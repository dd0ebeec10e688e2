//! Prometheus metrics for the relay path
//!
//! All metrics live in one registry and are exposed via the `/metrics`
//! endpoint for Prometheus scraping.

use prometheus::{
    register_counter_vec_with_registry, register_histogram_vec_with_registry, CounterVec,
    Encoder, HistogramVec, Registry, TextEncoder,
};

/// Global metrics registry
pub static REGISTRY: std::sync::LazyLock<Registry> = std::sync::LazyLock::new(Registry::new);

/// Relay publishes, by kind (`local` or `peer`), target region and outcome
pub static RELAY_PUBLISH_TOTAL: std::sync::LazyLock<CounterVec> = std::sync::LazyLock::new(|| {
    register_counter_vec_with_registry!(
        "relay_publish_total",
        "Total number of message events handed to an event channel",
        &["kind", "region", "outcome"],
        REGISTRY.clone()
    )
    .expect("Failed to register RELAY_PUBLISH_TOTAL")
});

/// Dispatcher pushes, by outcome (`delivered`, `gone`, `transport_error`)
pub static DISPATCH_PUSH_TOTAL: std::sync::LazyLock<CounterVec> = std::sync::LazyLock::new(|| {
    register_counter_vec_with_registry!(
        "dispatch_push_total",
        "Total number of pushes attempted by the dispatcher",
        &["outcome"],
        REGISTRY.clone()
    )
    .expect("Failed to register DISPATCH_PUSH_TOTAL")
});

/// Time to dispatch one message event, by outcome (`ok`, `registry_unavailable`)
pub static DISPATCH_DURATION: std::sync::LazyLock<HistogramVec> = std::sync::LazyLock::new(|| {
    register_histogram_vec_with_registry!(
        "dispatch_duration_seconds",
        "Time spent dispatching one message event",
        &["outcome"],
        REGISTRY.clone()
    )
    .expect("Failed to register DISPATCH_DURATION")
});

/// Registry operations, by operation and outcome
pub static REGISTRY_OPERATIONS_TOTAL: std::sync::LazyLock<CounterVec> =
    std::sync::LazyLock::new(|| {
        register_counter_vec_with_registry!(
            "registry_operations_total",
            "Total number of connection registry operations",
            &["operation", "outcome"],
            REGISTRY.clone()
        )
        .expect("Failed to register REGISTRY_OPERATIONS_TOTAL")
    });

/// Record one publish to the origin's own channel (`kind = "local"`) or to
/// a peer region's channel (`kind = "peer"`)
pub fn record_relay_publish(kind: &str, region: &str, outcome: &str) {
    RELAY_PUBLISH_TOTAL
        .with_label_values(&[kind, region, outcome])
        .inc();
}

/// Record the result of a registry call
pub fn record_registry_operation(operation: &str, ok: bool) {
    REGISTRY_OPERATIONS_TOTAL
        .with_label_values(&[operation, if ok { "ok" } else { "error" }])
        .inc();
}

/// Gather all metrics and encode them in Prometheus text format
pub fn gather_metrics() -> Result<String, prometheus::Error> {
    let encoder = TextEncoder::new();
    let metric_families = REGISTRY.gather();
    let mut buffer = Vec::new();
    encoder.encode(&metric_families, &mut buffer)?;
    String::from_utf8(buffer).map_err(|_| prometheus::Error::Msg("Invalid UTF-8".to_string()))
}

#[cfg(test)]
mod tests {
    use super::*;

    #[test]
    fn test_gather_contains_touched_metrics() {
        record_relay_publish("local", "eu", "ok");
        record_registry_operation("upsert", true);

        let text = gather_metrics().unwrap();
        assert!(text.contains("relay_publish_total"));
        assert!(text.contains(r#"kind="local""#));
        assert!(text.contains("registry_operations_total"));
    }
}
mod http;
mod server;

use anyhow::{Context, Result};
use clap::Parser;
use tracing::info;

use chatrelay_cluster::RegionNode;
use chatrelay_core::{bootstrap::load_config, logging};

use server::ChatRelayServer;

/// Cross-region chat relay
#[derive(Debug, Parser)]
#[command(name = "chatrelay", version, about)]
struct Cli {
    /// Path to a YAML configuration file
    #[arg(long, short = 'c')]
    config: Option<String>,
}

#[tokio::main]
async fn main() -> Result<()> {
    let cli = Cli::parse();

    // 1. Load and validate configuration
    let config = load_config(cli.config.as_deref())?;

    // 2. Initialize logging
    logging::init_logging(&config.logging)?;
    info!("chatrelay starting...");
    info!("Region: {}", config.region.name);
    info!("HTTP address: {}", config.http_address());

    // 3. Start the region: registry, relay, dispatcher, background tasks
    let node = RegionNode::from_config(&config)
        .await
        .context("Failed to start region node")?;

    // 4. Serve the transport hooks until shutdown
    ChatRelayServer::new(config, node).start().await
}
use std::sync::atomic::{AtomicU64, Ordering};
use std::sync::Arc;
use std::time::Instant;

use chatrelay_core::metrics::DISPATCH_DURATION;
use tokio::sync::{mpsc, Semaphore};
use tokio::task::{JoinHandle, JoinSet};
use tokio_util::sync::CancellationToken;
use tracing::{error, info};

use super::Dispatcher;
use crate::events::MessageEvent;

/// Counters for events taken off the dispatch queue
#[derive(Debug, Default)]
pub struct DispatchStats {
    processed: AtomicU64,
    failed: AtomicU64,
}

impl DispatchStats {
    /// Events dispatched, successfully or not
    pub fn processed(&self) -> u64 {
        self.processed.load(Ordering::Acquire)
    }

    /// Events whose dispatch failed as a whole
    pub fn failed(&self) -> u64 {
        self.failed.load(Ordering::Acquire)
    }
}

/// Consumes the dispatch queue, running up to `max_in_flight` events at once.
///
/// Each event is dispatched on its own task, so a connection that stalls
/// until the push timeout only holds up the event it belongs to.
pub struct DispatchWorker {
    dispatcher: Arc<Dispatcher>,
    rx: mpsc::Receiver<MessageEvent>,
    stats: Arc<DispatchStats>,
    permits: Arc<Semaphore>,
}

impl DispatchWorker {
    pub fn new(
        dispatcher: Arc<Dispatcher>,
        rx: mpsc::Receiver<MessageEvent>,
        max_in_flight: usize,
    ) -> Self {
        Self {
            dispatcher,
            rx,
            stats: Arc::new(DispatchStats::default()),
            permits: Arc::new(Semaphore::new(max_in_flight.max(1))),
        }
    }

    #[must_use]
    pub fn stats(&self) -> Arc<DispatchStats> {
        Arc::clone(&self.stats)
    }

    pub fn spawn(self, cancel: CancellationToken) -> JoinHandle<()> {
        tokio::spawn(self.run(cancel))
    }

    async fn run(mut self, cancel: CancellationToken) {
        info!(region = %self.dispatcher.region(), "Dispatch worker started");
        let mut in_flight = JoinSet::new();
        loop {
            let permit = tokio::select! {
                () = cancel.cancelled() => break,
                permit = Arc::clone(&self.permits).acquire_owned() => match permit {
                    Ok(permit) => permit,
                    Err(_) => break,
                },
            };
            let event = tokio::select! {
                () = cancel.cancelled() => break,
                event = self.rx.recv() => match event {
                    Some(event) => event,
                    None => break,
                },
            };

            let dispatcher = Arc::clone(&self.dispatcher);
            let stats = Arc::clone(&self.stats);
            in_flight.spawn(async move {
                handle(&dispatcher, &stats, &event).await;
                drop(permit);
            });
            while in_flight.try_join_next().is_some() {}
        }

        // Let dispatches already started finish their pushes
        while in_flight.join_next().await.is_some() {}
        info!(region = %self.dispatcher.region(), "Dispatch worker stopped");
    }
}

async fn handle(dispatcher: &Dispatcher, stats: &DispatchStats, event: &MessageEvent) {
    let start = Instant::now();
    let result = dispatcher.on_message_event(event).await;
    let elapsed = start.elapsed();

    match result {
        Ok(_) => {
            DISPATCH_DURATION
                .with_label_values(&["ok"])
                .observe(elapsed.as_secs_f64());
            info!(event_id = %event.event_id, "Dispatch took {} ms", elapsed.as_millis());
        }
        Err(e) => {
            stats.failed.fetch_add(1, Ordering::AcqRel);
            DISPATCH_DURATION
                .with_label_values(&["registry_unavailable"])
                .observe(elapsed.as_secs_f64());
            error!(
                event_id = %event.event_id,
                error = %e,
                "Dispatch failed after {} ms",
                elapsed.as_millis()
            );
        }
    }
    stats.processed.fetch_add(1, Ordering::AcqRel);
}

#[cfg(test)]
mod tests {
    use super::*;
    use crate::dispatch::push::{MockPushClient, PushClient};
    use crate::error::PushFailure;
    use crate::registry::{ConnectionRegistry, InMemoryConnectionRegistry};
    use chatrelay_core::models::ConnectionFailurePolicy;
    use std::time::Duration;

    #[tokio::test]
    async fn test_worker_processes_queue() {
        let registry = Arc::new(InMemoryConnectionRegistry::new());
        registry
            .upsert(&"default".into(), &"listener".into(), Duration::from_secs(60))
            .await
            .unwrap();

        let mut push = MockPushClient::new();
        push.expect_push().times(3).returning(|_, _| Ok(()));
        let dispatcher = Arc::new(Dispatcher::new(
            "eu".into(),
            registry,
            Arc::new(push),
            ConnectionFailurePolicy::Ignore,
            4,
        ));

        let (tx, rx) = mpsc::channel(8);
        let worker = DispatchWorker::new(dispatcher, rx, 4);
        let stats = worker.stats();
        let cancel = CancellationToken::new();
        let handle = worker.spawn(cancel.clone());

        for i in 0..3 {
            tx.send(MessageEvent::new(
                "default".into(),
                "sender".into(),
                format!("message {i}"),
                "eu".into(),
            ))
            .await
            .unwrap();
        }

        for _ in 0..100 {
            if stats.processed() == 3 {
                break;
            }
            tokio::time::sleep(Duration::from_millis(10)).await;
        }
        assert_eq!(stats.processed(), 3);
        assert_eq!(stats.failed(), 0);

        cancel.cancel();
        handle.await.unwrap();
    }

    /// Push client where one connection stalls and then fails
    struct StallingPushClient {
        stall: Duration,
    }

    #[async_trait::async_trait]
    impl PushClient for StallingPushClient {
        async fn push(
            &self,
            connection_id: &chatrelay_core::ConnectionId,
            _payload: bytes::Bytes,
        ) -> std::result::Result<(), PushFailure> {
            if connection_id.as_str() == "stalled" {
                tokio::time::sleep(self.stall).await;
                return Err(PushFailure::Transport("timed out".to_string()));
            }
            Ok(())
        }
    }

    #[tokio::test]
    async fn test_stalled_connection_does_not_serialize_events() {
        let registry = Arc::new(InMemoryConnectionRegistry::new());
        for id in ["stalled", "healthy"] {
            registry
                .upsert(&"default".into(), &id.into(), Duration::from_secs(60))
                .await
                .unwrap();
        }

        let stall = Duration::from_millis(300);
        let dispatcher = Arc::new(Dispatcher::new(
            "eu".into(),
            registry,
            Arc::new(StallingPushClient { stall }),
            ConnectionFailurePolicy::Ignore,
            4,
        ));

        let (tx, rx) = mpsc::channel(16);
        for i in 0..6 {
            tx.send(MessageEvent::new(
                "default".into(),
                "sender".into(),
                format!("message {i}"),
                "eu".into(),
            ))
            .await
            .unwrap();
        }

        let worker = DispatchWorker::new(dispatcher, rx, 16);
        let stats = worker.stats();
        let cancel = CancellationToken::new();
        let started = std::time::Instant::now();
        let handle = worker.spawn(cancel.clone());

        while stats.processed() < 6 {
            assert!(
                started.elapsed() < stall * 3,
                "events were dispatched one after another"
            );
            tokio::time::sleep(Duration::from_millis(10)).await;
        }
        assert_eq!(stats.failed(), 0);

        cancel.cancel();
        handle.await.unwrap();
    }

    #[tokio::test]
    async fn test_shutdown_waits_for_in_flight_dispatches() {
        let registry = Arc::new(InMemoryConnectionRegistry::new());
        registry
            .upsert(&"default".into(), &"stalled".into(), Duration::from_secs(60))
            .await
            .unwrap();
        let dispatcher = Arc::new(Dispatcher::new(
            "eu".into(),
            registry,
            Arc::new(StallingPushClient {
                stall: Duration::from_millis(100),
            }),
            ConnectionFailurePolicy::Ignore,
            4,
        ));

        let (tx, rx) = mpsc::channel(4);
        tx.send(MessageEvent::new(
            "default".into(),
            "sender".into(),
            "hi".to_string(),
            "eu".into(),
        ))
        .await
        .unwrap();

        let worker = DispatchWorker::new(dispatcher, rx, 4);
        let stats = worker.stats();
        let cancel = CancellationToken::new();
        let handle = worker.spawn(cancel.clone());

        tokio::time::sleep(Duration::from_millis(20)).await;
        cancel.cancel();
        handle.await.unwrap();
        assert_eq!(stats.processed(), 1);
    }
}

──────────────────────────────

#### Task:
Your answer must be a single number: the count of lines in the records above that contain "MockPushClient".

#### Written solution:
2